Well yes. Easy to virtue signal "concern for children". Expecting that to be a conversation ender is a bit much though.
If schools had remained open - what then? With mitigations or without? Back in March 2020 the major advice was to wash your hands.
So schools remaining open without mitigations would have spread covid. We saw the impact of this on education Sept-Dec, and that was with bubbles, zones, staggered starts. Millions of kids missed school during that time.
As I said before, my DD's school was already closed by the time they closed officially, due to lack of staff.
I also said that schools were emptying. Parents were pulling their children out. Children with underlying conditions - particularly asthma. We now know that that isn't a factor, but we didn't then.
So what for those children? Fines to get them back into school when their parents were terrified? Or would there have been an about-turn and we would have been told to provide an education for those (voluntarily, not isolating) at home too? How, when we were busy firefighting what was going on in school?

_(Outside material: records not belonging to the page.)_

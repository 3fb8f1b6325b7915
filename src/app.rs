//! Process entry shared by the `archive-blobs` and `transfer-blobs` binaries.

use crate::{
    config::AppConfig,
    pipeline::{Endpoints, Migrator, Variant},
    services::connection::AccountDirectory,
};
use anyhow::{Context, Result};
use std::sync::Arc;
use tracing_subscriber::EnvFilter;

pub async fn run(variant: Variant) -> Result<()> {
    // --- Logging setup (stderr, stdout carries progress) ---
    tracing_subscriber::fmt()
        .with_env_filter(EnvFilter::from_default_env())
        .with_writer(std::io::stderr)
        .init();

    // --- Parse config ---
    let cfg = AppConfig::from_env_and_args()?;
    tracing::info!("Starting {:?} run with config: {:?}", variant, cfg);

    println!("{}", variant.banner(cfg.cutoff));

    // --- Open both accounts ---
    let directory = AccountDirectory::new();
    let source = directory
        .connect(&cfg.source_connection)
        .await
        .context("opening source account")?;
    let destination = directory
        .connect(&cfg.destination_connection)
        .await
        .context("opening destination account")?;

    let migrator = Migrator::new(
        Endpoints {
            source: Arc::new(source),
            source_container: cfg.source_container.clone(),
            destination: Arc::new(destination),
            destination_container: cfg.destination_container.clone(),
        },
        variant,
    )
    .with_page_size(cfg.page_size);

    // --- Run until done or interrupted ---
    tokio::select! {
        result = migrator.run(cfg.cutoff) => {
            result?;
        }
        signal = tokio::signal::ctrl_c() => {
            signal.context("listening for ctrl-c")?;
            tracing::warn!("interrupted, in-flight copy left as-is");
            anyhow::bail!("interrupted");
        }
    }

    println!();
    println!("Done");
    Ok(())
}
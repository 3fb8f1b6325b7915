//! The migration pipeline.
//!
//! A run is two explicit passes over the source container:
//!
//! 1. [`Migrator::select`] lists the container, fetches fresh properties
//!    for every blob and materialises the matching references.
//! 2. [`Migrator::migrate`] walks that list one blob at a time: mint a read
//!    grant, drive the service-side copy to a terminal state, and delete the
//!    source only when the copy succeeded.
//!
//! Blobs created or deleted in the source after selection are not
//! reconsidered.

pub mod enumerate;
pub mod grant;
pub mod progress;
pub mod reclaim;
pub mod select;
pub mod transfer;

use crate::{
    errors::{MoveError, MoveResult},
    models::object::ObjectReference,
    pipeline::{
        enumerate::DEFAULT_PAGE_SIZE,
        grant::mint_read_grant,
        progress::{LineProgress, ProgressObserver},
        reclaim::{ReclaimOutcome, reclaim_source},
        select::{SelectionCriterion, SelectionMode, select_blobs},
        transfer::{Clock, TokioClock, TransferDriver, TransferOutcome, TransferTask},
    },
    services::blob_service::BlobService,
};
use chrono::{DateTime, Utc};
use std::sync::Arc;
use tracing::{info, warn};

/// The two pipeline flavours. They differ in selection direction, container
/// bootstrap and where the progress total comes from.
#[derive(Debug, Clone, Copy, PartialEq, Eq)]
pub enum Variant {
    /// Moves blobs *not* modified since the cutoff. Containers must exist.
    Archive,
    /// Moves blobs modified since the cutoff. Creates missing containers.
    Transfer,
}

impl Variant {
    pub fn selection_mode(self) -> SelectionMode {
        match self {
            Variant::Archive => SelectionMode::NotModifiedSince,
            Variant::Transfer => SelectionMode::ModifiedSince,
        }
    }

    pub fn creates_containers(self) -> bool {
        matches!(self, Variant::Transfer)
    }

    /// First line printed by a run.
    pub fn banner(self, cutoff: DateTime<Utc>) -> String {
        format!("Moving blobs {} {}", self.selection_mode(), cutoff.to_rfc3339())
    }
}

/// What happened to each selected blob.
#[derive(Debug, Clone, Default, PartialEq, Eq)]
pub struct MigrationReport {
    /// Copied, and the source is gone.
    pub moved: Vec<String>,
    /// Subset of `moved` whose source was already deleted by someone else.
    pub already_absent: Vec<String>,
    /// Copy ended failed or aborted; source left in place.
    pub copy_failed: Vec<String>,
    /// Copied, but the source could not be deleted.
    pub reclaim_failed: Vec<String>,
}

/// A source and a destination container, each behind its own service.
pub struct Endpoints {
    pub source: Arc<dyn BlobService>,
    pub source_container: String,
    pub destination: Arc<dyn BlobService>,
    pub destination_container: String,
}

pub struct Migrator {
    endpoints: Endpoints,
    variant: Variant,
    page_size: usize,
    clock: Arc<dyn Clock>,
    observer: Arc<dyn ProgressObserver>,
}

impl Migrator {
    /// A migrator printing progress to stdout and sleeping on the tokio
    /// timer.
    pub fn new(endpoints: Endpoints, variant: Variant) -> Self {
        Self {
            endpoints,
            variant,
            page_size: DEFAULT_PAGE_SIZE,
            clock: Arc::new(TokioClock),
            observer: Arc::new(LineProgress::stdout()),
        }
    }

    pub fn with_page_size(mut self, page_size: usize) -> Self {
        self.page_size = page_size.max(1);
        self
    }

    pub fn with_clock(mut self, clock: Arc<dyn Clock>) -> Self {
        self.clock = clock;
        self
    }

    pub fn with_observer(mut self, observer: Arc<dyn ProgressObserver>) -> Self {
        self.observer = observer;
        self
    }

    pub fn criterion(&self, cutoff: DateTime<Utc>) -> SelectionCriterion {
        SelectionCriterion::new(cutoff, self.variant.selection_mode())
    }

    /// Create the source and destination containers if the variant calls
    /// for it. A no-op for [`Variant::Archive`].
    pub async fn prepare(&self) -> MoveResult<()> {
        if !self.variant.creates_containers() {
            return Ok(());
        }
        for (service, container) in [
            (&self.endpoints.source, &self.endpoints.source_container),
            (&self.endpoints.destination, &self.endpoints.destination_container),
        ] {
            service
                .create_container_if_not_exists(container)
                .await
                .map_err(|source| MoveError::Prepare {
                    container: container.clone(),
                    source,
                })?;
        }
        Ok(())
    }

    /// First pass: every blob in the source container that matches
    /// `criterion`.
    pub async fn select(&self, criterion: &SelectionCriterion) -> MoveResult<Vec<ObjectReference>> {
        let container = &self.endpoints.source_container;
        select_blobs(
            self.endpoints.source.as_ref(),
            container,
            criterion,
            self.page_size,
        )
        .await
        .map_err(|source| MoveError::Selection {
            container: container.clone(),
            source,
        })
    }

    /// Second pass: move `selected` one blob at a time.
    ///
    /// A failed copy leaves its source untouched and the run continues.
    /// Property-fetch and grant-minting failures end the run; blobs already
    /// handled stay as they are.
    pub async fn migrate(&self, selected: Vec<ObjectReference>) -> MoveResult<MigrationReport> {
        let source = self.endpoints.source.as_ref();
        let driver = TransferDriver::new(
            self.endpoints.destination.as_ref(),
            self.clock.as_ref(),
            self.observer.as_ref(),
        );
        let mut report = MigrationReport::default();

        for object in selected {
            let known_total = match self.variant {
                Variant::Transfer => Some(
                    source
                        .get_properties(&object.container, &object.name)
                        .await
                        .map_err(|err| MoveError::Properties {
                            name: object.name.clone(),
                            source: err,
                        })?
                        .size_bytes,
                ),
                Variant::Archive => None,
            };

            let grant = mint_read_grant(source, &object, Utc::now())?;
            let mut task = TransferTask::new(object, &self.endpoints.destination_container);
            let outcome = driver.drive(&mut task, &grant, known_total).await;
            let name = task.source.name.clone();

            match outcome {
                TransferOutcome::Success => {
                    self.observer.copy_completed(&name);
                    match reclaim_source(source, &task.source).await {
                        ReclaimOutcome::Deleted => report.moved.push(name),
                        ReclaimOutcome::AlreadyAbsent => {
                            report.already_absent.push(name.clone());
                            report.moved.push(name);
                        }
                        ReclaimOutcome::Failed(err) => {
                            self.observer.reclaim_failed(&name, &err.to_string());
                            report.reclaim_failed.push(name);
                        }
                    }
                }
                TransferOutcome::Failed(reason) | TransferOutcome::Aborted(reason) => {
                    warn!(name = %name, reason = %reason, "copy did not succeed, source kept");
                    self.observer.copy_failed(&name, &reason);
                    report.copy_failed.push(name);
                }
            }
        }

        Ok(report)
    }

    /// Prepare, select with the variant's mode, then migrate.
    pub async fn run(&self, cutoff: DateTime<Utc>) -> MoveResult<MigrationReport> {
        self.prepare().await?;
        let criterion = self.criterion(cutoff);
        let selected = self.select(&criterion).await?;
        info!(
            variant = ?self.variant,
            selected = selected.len(),
            "starting transfers"
        );

        let report = self.migrate(selected).await?;
        info!(
            moved = report.moved.len(),
            already_absent = report.already_absent.len(),
            copy_failed = report.copy_failed.len(),
            reclaim_failed = report.reclaim_failed.len(),
            "migration finished"
        );
        Ok(report)
    }
}
use std::{path::PathBuf, sync::Arc};

use clap::Parser;

use self::{demo::DemoArg, train::TrainArg};
use crate::util;

mod demo;
mod train;

/// Evolve a flight controller, or fly a saved one.
#[derive(Debug, Clone, Parser)]
#[command(author, version, about, long_about = None)]
pub struct CommandArgs {
    /// Model file (JSON format) to load instead of training a new one
    model_path: Option<PathBuf>,
    #[command(flatten)]
    train: TrainArg,
    #[command(flatten)]
    demo: DemoArg,
}

pub fn run() -> anyhow::Result<()> {
    let CommandArgs {
        model_path,
        train,
        demo,
    } = CommandArgs::parse();

    let network = match model_path {
        Some(path) => {
            let model = util::read_model_file(&path)?;
            eprintln!("Loaded model");
            eprintln!("  Path: {}", path.display());
            eprintln!("  Name: {}", model.name);
            eprintln!("  Trained at: {}", model.trained_at);
            eprintln!("  Final fitness: {:.4}", model.final_fitness);
            model.network
        }
        None => train::run(&train)?,
    };

    demo::run(&demo, Arc::new(network));
    Ok(())
}

#[cfg(test)]
mod tests {
    use clap::CommandFactory as _;

    use super::*;

    #[test]
    fn test_command_definition() {
        CommandArgs::command().debug_assert();
    }

    #[test]
    fn test_model_path_selects_loading() {
        let args = CommandArgs::try_parse_from(["flapnet", "NN_1.json"]).unwrap();
        assert_eq!(args.model_path, Some(PathBuf::from("NN_1.json")));

        let args = CommandArgs::try_parse_from(["flapnet", "--population", "50"]).unwrap();
        assert_eq!(args.model_path, None);
    }
}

If they were supposed to be in school, would the efforts be directed at getting them into school, rather than e.g. providing those at home who needed it with FSM/remote learning, enabling them to stay at home?
Those vulnerable children who need routine and stability would not have found it in schools where teachers were off, children were disappearing and everyone was worried - we've seen the impact of that particularly since Jan this year with the insane infection rates.
And the vulnerable children who people insist would have been in school were it not for school closures - is that true, if they weren't in when schools were open to vulnerable children? If abusive parents were looking for an excuse to take kids out of school to hide abuse, they had one even before schools closed.
I would like to see how Sweden dealt with all those problems. I hope they didn't just turn a blind eye.